REQUIRED ACTION: Beginning with the line below that contains "const START_ANGLE: f64 = 90.0;" and ending with the line that contains "const PERCENT_DISTANCE: f64 = 0.6;", copy every line exactly. Copy nothing else.

*** Opening DATASET EXTRACT ***

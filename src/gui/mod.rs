//! GUI module - sequential figure viewer

mod app;

pub use app::ReportViewer;
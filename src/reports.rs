//! Report sections.
//!
//! Each section derives a frequency table from one dataset column and
//! renders it as a figure. `build_report` produces all four sections in
//! presentation order.

use polars::prelude::*;
use thiserror::Error;

use crate::charts::{BarChart, ChartError, Figure, PieChart, Theme};
use crate::data::FrequencyTable;

/// Fixed display order for service ranges. Categories outside this list
/// are dropped from the service range figure.
pub const SERVICE_RANGE_ORDER: [&str; 10] = [
    "UNSP", "< 1", "1-2", "3-4", "5-9", "10-14", "15-19", "20-24", "25-29", "30-34",
];

#[derive(Error, Debug)]
pub enum ReportError {
    #[error("Failed to derive frequencies: {0}")]
    Frequency(#[from] PolarsError),

    #[error("Failed to render figure: {0}")]
    Render(#[from] ChartError),
}

/// Build the four report figures in presentation order.
pub fn build_report(df: &DataFrame, theme: Theme) -> Result<Vec<Figure>, ReportError> {
    let figures = vec![
        age_distribution(df, theme)?,
        pay_plan_distribution(df, theme)?,
        service_range_distribution(df, theme)?,
        component_distribution(df, theme)?,
    ];
    log::info!("Prepared {} report figures", figures.len());
    Ok(figures)
}

fn age_counts(df: &DataFrame) -> Result<FrequencyTable, PolarsError> {
    Ok(FrequencyTable::from_column(df, "AgeRange")?.sorted_by_label())
}

fn pay_plan_counts(df: &DataFrame) -> Result<FrequencyTable, PolarsError> {
    Ok(FrequencyTable::from_column(df, "PayPlan")?.sorted_by_count_reversed())
}

fn service_range_counts(df: &DataFrame) -> Result<FrequencyTable, PolarsError> {
    Ok(FrequencyTable::from_column(df, "ServiceRange")?.reindexed(&SERVICE_RANGE_ORDER))
}

fn component_counts(df: &DataFrame) -> Result<FrequencyTable, PolarsError> {
    Ok(FrequencyTable::from_column(df, "Component")?.ranked_by_count())
}

fn age_distribution(df: &DataFrame, theme: Theme) -> Result<Figure, ReportError> {
    let title = "Age Distribution";
    let counts = age_counts(df)?;
    let image = BarChart::new(&counts, title, "Count", "Age Range").render(theme)?;
    Ok(Figure {
        title: title.to_string(),
        image,
    })
}

fn pay_plan_distribution(df: &DataFrame, theme: Theme) -> Result<Figure, ReportError> {
    let title = "Pay Plan Distribution";
    let counts = pay_plan_counts(df)?;
    let image = BarChart::new(&counts, title, "Count", "Pay Plan")
        .label_size(6)
        .render(theme)?;
    Ok(Figure {
        title: title.to_string(),
        image,
    })
}

fn service_range_distribution(df: &DataFrame, theme: Theme) -> Result<Figure, ReportError> {
    let title = "Service Range Distribution";
    let counts = service_range_counts(df)?;
    let image = BarChart::new(&counts, title, "Count", "Service Range").render(theme)?;
    Ok(Figure {
        title: title.to_string(),
        image,
    })
}

fn component_distribution(df: &DataFrame, theme: Theme) -> Result<Figure, ReportError> {
    let title = "Component Distribution";
    let counts = component_counts(df)?;
    let image = PieChart::new(&counts, title).render(theme)?;
    Ok(Figure {
        title: title.to_string(),
        image,
    })
}
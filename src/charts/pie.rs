//! Pie chart rendering.
//!
//! Slices are polygon fans in pixel space. The first slice starts at the
//! top of the circle and slices advance counterclockwise.

use image::RgbImage;
use plotters::coord::Shift;
use plotters::prelude::*;
use plotters::style::text_anchor::{HPos, Pos, VPos};

use crate::charts::theme::SLICE_PALETTE;
use crate::charts::{ChartError, Theme, FIGURE_HEIGHT, FIGURE_WIDTH};
use crate::data::FrequencyTable;

const START_ANGLE: f64 = 90.0;
const ARC_STEPS: usize = 100;
const RADIUS: f64 = 250.0;
// Label and percentage distances from the center, as fractions of the radius.
const LABEL_DISTANCE: f64 = 1.1;
const PERCENT_DISTANCE: f64 = 0.6;
/// Slices below this share of the total keep their text hidden.
const ANNOTATION_THRESHOLD: f64 = 1.0;

/// Pie chart of a frequency table, one slice per row.
pub struct PieChart<'a> {
    table: &'a FrequencyTable,
    title: &'a str,
}

impl<'a> PieChart<'a> {
    pub fn new(table: &'a FrequencyTable, title: &'a str) -> Self {
        Self { table, title }
    }

    /// Render the chart into a fresh RGB image.
    pub fn render(&self, theme: Theme) -> Result<RgbImage, ChartError> {
        let mut buffer = vec![0u8; (FIGURE_WIDTH * FIGURE_HEIGHT * 3) as usize];
        {
            let root = BitMapBackend::with_buffer(&mut buffer, (FIGURE_WIDTH, FIGURE_HEIGHT))
                .into_drawing_area();
            self.draw(&root, theme)?;
            root.present().map_err(|e| ChartError::Drawing(e.to_string()))?;
        }
        RgbImage::from_raw(FIGURE_WIDTH, FIGURE_HEIGHT, buffer).ok_or(ChartError::Buffer)
    }

    fn draw<DB: DrawingBackend>(
        &self,
        root: &DrawingArea<DB, Shift>,
        theme: Theme,
    ) -> Result<(), ChartError> {
        let background = theme.background();
        let text_color = theme.text();

        root.fill(&background)
            .map_err(|e| ChartError::DrawingArea(e.to_string()))?;

        let title_style = ("sans-serif", 24)
            .into_font()
            .color(&text_color)
            .pos(Pos::new(HPos::Center, VPos::Top));
        root.draw_text(self.title, &title_style, (FIGURE_WIDTH as i32 / 2, 20))
            .map_err(|e| ChartError::Drawing(e.to_string()))?;

        let total = self.table.total();
        if total == 0 {
            return Ok(());
        }

        let center = (FIGURE_WIDTH as i32 / 2, FIGURE_HEIGHT as i32 / 2 + 20);
        let label_style = ("sans-serif", 20)
            .into_font()
            .color(&text_color)
            .pos(Pos::new(HPos::Center, VPos::Center));

        let mut start = START_ANGLE;
        for (i, (label, count)) in self.table.rows().iter().enumerate() {
            let share = percent_share(*count, total);
            let sweep = share * 360.0 / 100.0;
            let color = SLICE_PALETTE[i % SLICE_PALETTE.len()];

            root.draw(&Polygon::new(
                slice_points(center, RADIUS, start, sweep),
                color.filled(),
            ))
            .map_err(|e| ChartError::Drawing(e.to_string()))?;

            let mid = start + sweep / 2.0;
            if share >= ANNOTATION_THRESHOLD {
                root.draw_text(label, &label_style, point_at(center, RADIUS * LABEL_DISTANCE, mid))
                    .map_err(|e| ChartError::Drawing(e.to_string()))?;
            }
            if let Some(percent) = percent_text(share) {
                root.draw_text(
                    &percent,
                    &label_style,
                    point_at(center, RADIUS * PERCENT_DISTANCE, mid),
                )
                .map_err(|e| ChartError::Drawing(e.to_string()))?;
            }

            start += sweep;
        }

        Ok(())
    }
}

/// Share of the total in percent. The product comes before the division
/// so whole percent shares compare exactly against the threshold.
fn percent_share(count: u64, total: u64) -> f64 {
    count as f64 * 100.0 / total as f64
}

/// Percentage text for a slice, or None when the share stays hidden.
fn percent_text(share: f64) -> Option<String> {
    if share >= ANNOTATION_THRESHOLD {
        Some(format!("{:.1}%", share))
    } else {
        None
    }
}

/// Pixel position at a distance from the center along an angle in degrees.
/// Screen y grows downward, so the y offset is subtracted to keep angles
/// counterclockwise.
fn point_at(center: (i32, i32), radius: f64, angle_deg: f64) -> (i32, i32) {
    let rad = angle_deg.to_radians();
    (
        center.0 + (radius * rad.cos()).round() as i32,
        center.1 - (radius * rad.sin()).round() as i32,
    )
}

/// Polygon fan for one slice, center first, then the arc.
fn slice_points(center: (i32, i32), radius: f64, start_deg: f64, sweep_deg: f64) -> Vec<(i32, i32)> {
    let mut points = Vec::with_capacity(ARC_STEPS + 2);
    points.push(center);
    for step in 0..=ARC_STEPS {
        let angle = start_deg + sweep_deg * step as f64 / ARC_STEPS as f64;
        points.push(point_at(center, radius, angle));
    }
    points
}

#[cfg(test)]
mod tests {
    use super::*;
    use polars::prelude::*;
    use rstest::rstest;

    #[rstest]
    #[case(1, 100, true)]
    #[case(3, 300, true)]
    #[case(1, 101, false)]
    #[case(0, 10, false)]
    #[case(50, 100, true)]
    fn annotation_threshold_is_inclusive(
        #[case] count: u64,
        #[case] total: u64,
        #[case] annotated: bool,
    ) {
        let share = percent_share(count, total);
        assert_eq!(percent_text(share).is_some(), annotated);
        assert_eq!(share >= ANNOTATION_THRESHOLD, annotated);
    }

    #[test]
    fn whole_percent_share_is_exact() {
        assert_eq!(percent_share(1, 100), 1.0);
        assert_eq!(percent_share(25, 100), 25.0);
    }

    #[test]
    fn percent_text_has_one_decimal() {
        assert_eq!(percent_text(12.34).as_deref(), Some("12.3%"));
        assert_eq!(percent_text(100.0).as_deref(), Some("100.0%"));
    }

    #[test]
    fn first_slice_starts_at_the_top() {
        let points = slice_points((100, 100), 50.0, START_ANGLE, 90.0);
        assert_eq!(points[0], (100, 100));
        assert_eq!(points[1], (100, 50));
        assert_eq!(points[points.len() - 1], (50, 100));
    }

    #[test]
    fn annotations_sit_at_their_configured_radii() {
        let center = (480, 380);
        let distance = |p: (i32, i32)| {
            (((p.0 - center.0).pow(2) + (p.1 - center.1).pow(2)) as f64).sqrt()
        };

        let label = point_at(center, RADIUS * LABEL_DISTANCE, 30.0);
        let percent = point_at(center, RADIUS * PERCENT_DISTANCE, 30.0);
        assert!((distance(label) - RADIUS * LABEL_DISTANCE).abs() < 1.0);
        assert!((distance(percent) - RADIUS * PERCENT_DISTANCE).abs() < 1.0);
    }

    #[test]
    fn shares_cover_the_whole_circle() {
        let df = df!("Component" => &["Army", "Navy", "Air Force", "Army"]).unwrap();
        let table = FrequencyTable::from_column(&df, "Component")
            .unwrap()
            .ranked_by_count();
        let total = table.total();
        let degrees: f64 = table
            .rows()
            .iter()
            .map(|&(_, count)| percent_share(count, total) * 360.0 / 100.0)
            .sum();
        assert!((degrees - 360.0).abs() < 1e-9);
    }
}
//! Sequential report figure viewer.
//!
//! One native window walks through the rendered figures. Closing the
//! window advances to the next figure; closing the last one ends the
//! process.

use egui::{ColorImage, Frame, TextureHandle, TextureOptions, ViewportCommand};

use crate::charts::{Figure, Theme};

/// Main application window.
pub struct ReportViewer {
    figures: Vec<Figure>,
    theme: Theme,
    current: usize,
    texture: Option<TextureHandle>,
}

impl ReportViewer {
    pub fn new(_cc: &eframe::CreationContext<'_>, figures: Vec<Figure>, theme: Theme) -> Self {
        Self {
            figures,
            theme,
            current: 0,
            texture: None,
        }
    }

    /// Window title for the figure at `index`.
    pub fn window_title(figures: &[Figure], index: usize) -> String {
        format!(
            "Figure {}/{}: {}",
            index + 1,
            figures.len(),
            figures.get(index).map(|f| f.title.as_str()).unwrap_or_default()
        )
    }

    fn current_texture(&mut self, ctx: &egui::Context) -> Option<TextureHandle> {
        let figure = self.figures.get(self.current)?;
        if self.texture.is_none() {
            let (width, height) = figure.image.dimensions();
            let color_image =
                ColorImage::from_rgb([width as usize, height as usize], figure.image.as_raw());
            self.texture =
                Some(ctx.load_texture(figure.title.clone(), color_image, TextureOptions::LINEAR));
        }
        self.texture.clone()
    }
}

impl eframe::App for ReportViewer {
    fn update(&mut self, ctx: &egui::Context, _frame: &mut eframe::Frame) {
        // A close request on any figure but the last advances the report
        // instead of closing the window.
        if ctx.input(|i| i.viewport().close_requested())
            && self.current + 1 < self.figures.len()
        {
            self.current += 1;
            self.texture = None;
            ctx.send_viewport_cmd(ViewportCommand::CancelClose);
            ctx.send_viewport_cmd(ViewportCommand::Title(Self::window_title(
                &self.figures,
                self.current,
            )));
            log::debug!("Advanced to figure {}", self.current + 1);
        }

        let texture = self.current_texture(ctx);

        egui::CentralPanel::default()
            .frame(Frame::none().fill(self.theme.background_fill()))
            .show(ctx, |ui| {
                if let Some(texture) = &texture {
                    let available = ui.available_size();
                    ui.centered_and_justified(|ui| {
                        ui.add(
                            egui::Image::new((texture.id(), texture.size_vec2()))
                                .maintain_aspect_ratio(true)
                                .max_size(available),
                        );
                    });
                }
            });
    }
}

#[cfg(test)]
mod tests {
    use super::*;
    use image::RgbImage;

    fn figure(title: &str) -> Figure {
        Figure {
            title: title.to_string(),
            image: RgbImage::new(4, 4),
        }
    }

    #[test]
    fn window_title_counts_through_the_report() {
        let figures = vec![figure("Age Distribution"), figure("Component Distribution")];
        assert_eq!(
            ReportViewer::window_title(&figures, 0),
            "Figure 1/2: Age Distribution"
        );
        assert_eq!(
            ReportViewer::window_title(&figures, 1),
            "Figure 2/2: Component Distribution"
        );
    }

    #[test]
    fn window_title_survives_an_out_of_range_index() {
        assert_eq!(ReportViewer::window_title(&[], 0), "Figure 1/0: ");
    }
}
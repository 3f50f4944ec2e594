//! CSV dataset loading with Polars.

use std::path::Path;

use polars::prelude::*;
use thiserror::Error;

#[derive(Error, Debug)]
pub enum LoaderError {
    #[error("Failed to read {}: {source}", path.display())]
    Read {
        path: std::path::PathBuf,
        source: PolarsError,
    },
}

/// Load the report dataset from a CSV file.
///
/// A missing file or malformed content is fatal. Columns the report needs
/// are not checked here, they surface when a section asks for them.
pub fn load_dataset(path: &Path) -> Result<DataFrame, LoaderError> {
    // Use lazy evaluation for memory efficiency, then collect
    let df = LazyCsvReader::new(path)
        .with_infer_schema_length(Some(10000))
        .finish()
        .and_then(|lazy| lazy.collect())
        .map_err(|source| LoaderError::Read {
            path: path.to_path_buf(),
            source,
        })?;

    log::info!(
        "Loaded {} rows with columns {:?}",
        df.height(),
        df.get_column_names()
    );
    Ok(df)
}
//! Parser for the PSSF text format → `Document`.
//!
//! Each source line is normalized (whitespace removed), classified into a
//! grammar construct, and fed to a finite state machine. Fields inside a
//! shape block are strictly ordered; a shape is appended to the document
//! only when its end keyword is matched. The first mismatch aborts the
//! parse and nothing parsed so far is returned.

use crate::error::{Expected, ParseError};
use crate::model::*;
use crate::normalize::{LineNormalizer, Normalized};
use crate::token::{Construct, classify};
use std::fs::File;
use std::io::{BufRead, BufReader};
use std::path::Path;

/// Parse a PSSF document held in memory.
#[must_use = "parsing result should be used"]
pub fn parse_document(input: &str) -> Result<Document, ParseError> {
    parse_reader(input.as_bytes())
}

/// Parse a PSSF document from any buffered reader. Lines may end in `\n`,
/// `\r\n`, or a lone `\r`.
pub fn parse_reader<R: BufRead>(reader: R) -> Result<Document, ParseError> {
    let mut parser = Parser::new();
    for line in reader.lines() {
        for segment in line?.split('\r') {
            parser.feed(segment)?;
        }
    }
    parser.finish()
}

/// Open and parse a PSSF file. The file is closed on every return path.
pub fn parse_file(path: impl AsRef<Path>) -> Result<Document, ParseError> {
    let path = path.as_ref();
    let file = File::open(path).map_err(|source| ParseError::Open {
        path: path.to_path_buf(),
        source,
    })?;
    log::debug!("parsing {}", path.display());
    parse_reader(BufReader::new(file))
}

/// Parse into an existing document, replacing its contents.
///
/// The target is reset first. On failure it stays empty: shapes read
/// before the error are discarded.
pub fn parse_into<R: BufRead>(reader: R, document: &mut Document) -> Result<(), ParseError> {
    document.reset();
    *document = parse_reader(reader)?;
    Ok(())
}

// ─── State machine ──────────────────────────────────────────────────────

/// Parser position. Field states carry the values accumulated so far for
/// the shape under construction.
#[derive(Debug)]
enum State {
    /// Waiting for the file header.
    Initial,
    /// Between shapes: a shape keyword or the footer.
    Standby,
    Color(ShapeKind),
    Filled(ShapeKind, Color),
    Center(Style),
    Radius(Style, Coordinate),
    EndCircle(Style, Coordinate, u32),
    P1(Style),
    P2(Style, Coordinate),
    EndRectangle(Style, Coordinate, Coordinate),
    Points(PathKind, Style),
    /// Inside `points … endpoints`.
    Point(PathKind, Style, Vec<Coordinate>),
    EndPath(PathKind, Style, Vec<Coordinate>),
    /// Footer seen; only end of input is accepted.
    Terminal,
}

impl State {
    /// Error for a line this state cannot accept.
    fn reject(self, line: usize, found: &str) -> ParseError {
        let expected = match self {
            State::Terminal => return ParseError::TrailingContent { line },
            State::Initial => Expected::Header,
            State::Standby => Expected::ShapeOrFooter,
            State::Color(kind) => Expected::Color(kind),
            State::Filled(kind, _) => Expected::Filled(kind),
            State::Center(_) => Expected::Center,
            State::Radius(..) => Expected::Radius,
            State::EndCircle(..) => Expected::End(ShapeKind::Circle),
            State::P1(_) => Expected::P1,
            State::P2(..) => Expected::P2,
            State::EndRectangle(..) => Expected::End(ShapeKind::Rectangle),
            State::Points(kind, _) => Expected::Points(kind),
            State::Point(kind, ..) => Expected::PointOrEndPoints(kind),
            State::EndPath(kind, ..) => Expected::End(ShapeKind::Path(kind)),
        };
        ParseError::Unexpected {
            line,
            expected,
            found: found.to_string(),
        }
    }
}

/// Line-at-a-time driver. Private: callers only get whole-document parses.
struct Parser {
    normalizer: LineNormalizer,
    state: State,
    document: Document,
}

impl Parser {
    fn new() -> Self {
        Self {
            normalizer: LineNormalizer::new(),
            state: State::Initial,
            document: Document::new(),
        }
    }

    fn feed(&mut self, raw: &str) -> Result<(), ParseError> {
        match self.normalizer.normalize(raw) {
            Normalized::Skip => Ok(()),
            Normalized::Line { token, number } => self.advance(&token, number),
        }
    }

    fn advance(&mut self, token: &str, line: usize) -> Result<(), ParseError> {
        log::trace!("{line} {token} {:?}", self.state);

        let state = std::mem::replace(&mut self.state, State::Terminal);
        self.state = match (state, classify(token)) {
            (State::Initial, Some(Construct::Header)) => State::Standby,

            (State::Standby, Some(Construct::ShapeStart(kind))) => State::Color(kind),
            (State::Standby, Some(Construct::Footer)) => State::Terminal,

            (State::Color(kind), Some(Construct::Color(color))) => State::Filled(kind, color),
            (State::Filled(kind, color), Some(Construct::Filled(filled))) => {
                let style = Style::new(color, filled);
                match kind {
                    ShapeKind::Circle => State::Center(style),
                    ShapeKind::Rectangle => State::P1(style),
                    ShapeKind::Path(path) => State::Points(path, style),
                }
            }

            (State::Center(style), Some(Construct::Center(center))) => {
                State::Radius(style, center)
            }
            (State::Radius(style, center), Some(Construct::Radius(radius))) => {
                State::EndCircle(style, center, radius)
            }
            (
                State::EndCircle(style, center, radius),
                Some(Construct::ShapeEnd(ShapeKind::Circle)),
            ) => self.commit(
                Shape::Circle {
                    style,
                    center,
                    radius,
                },
                line,
            ),

            (State::P1(style), Some(Construct::P1(p1))) => State::P2(style, p1),
            (State::P2(style, p1), Some(Construct::P2(p2))) => State::EndRectangle(style, p1, p2),
            (State::EndRectangle(style, p1, p2), Some(Construct::ShapeEnd(ShapeKind::Rectangle))) => {
                self.commit(Shape::Rectangle { style, p1, p2 }, line)
            }

            (State::Points(kind, style), Some(Construct::PointsOpen)) => {
                State::Point(kind, style, Vec::new())
            }
            (State::Point(kind, style, mut points), Some(Construct::Point(point))) => {
                points.push(point);
                State::Point(kind, style, points)
            }
            (State::Point(kind, style, points), Some(Construct::PointsClose)) => {
                State::EndPath(kind, style, points)
            }
            (State::EndPath(kind, style, points), Some(Construct::ShapeEnd(ShapeKind::Path(end))))
                if end == kind =>
            {
                self.commit(Shape::path(kind, style, points), line)
            }

            (state, _) => return Err(state.reject(line, token)),
        };
        Ok(())
    }

    fn commit(&mut self, shape: Shape, line: usize) -> State {
        log::debug!("line {line}: {} #{}", shape.kind(), self.document.len());
        self.document.append(shape);
        State::Standby
    }

    fn finish(self) -> Result<Document, ParseError> {
        match self.state {
            State::Terminal => {
                log::debug!("parsed {} shape(s)", self.document.len());
                Ok(self.document)
            }
            _ => Err(ParseError::UnexpectedEof {
                line: self.normalizer.line_number(),
            }),
        }
    }
}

*** Closing DATASET EXTRACT ***

ANSWER:
const START_ANGLE: f64 = 90.0;
const ARC_STEPS: usize = 100;
const RADIUS: f64 = 250.0;
// Label and percentage distances from the center, as fractions of the radius.
const LABEL_DISTANCE: f64 = 1.1;
const PERCENT_DISTANCE: f64 = 0.6;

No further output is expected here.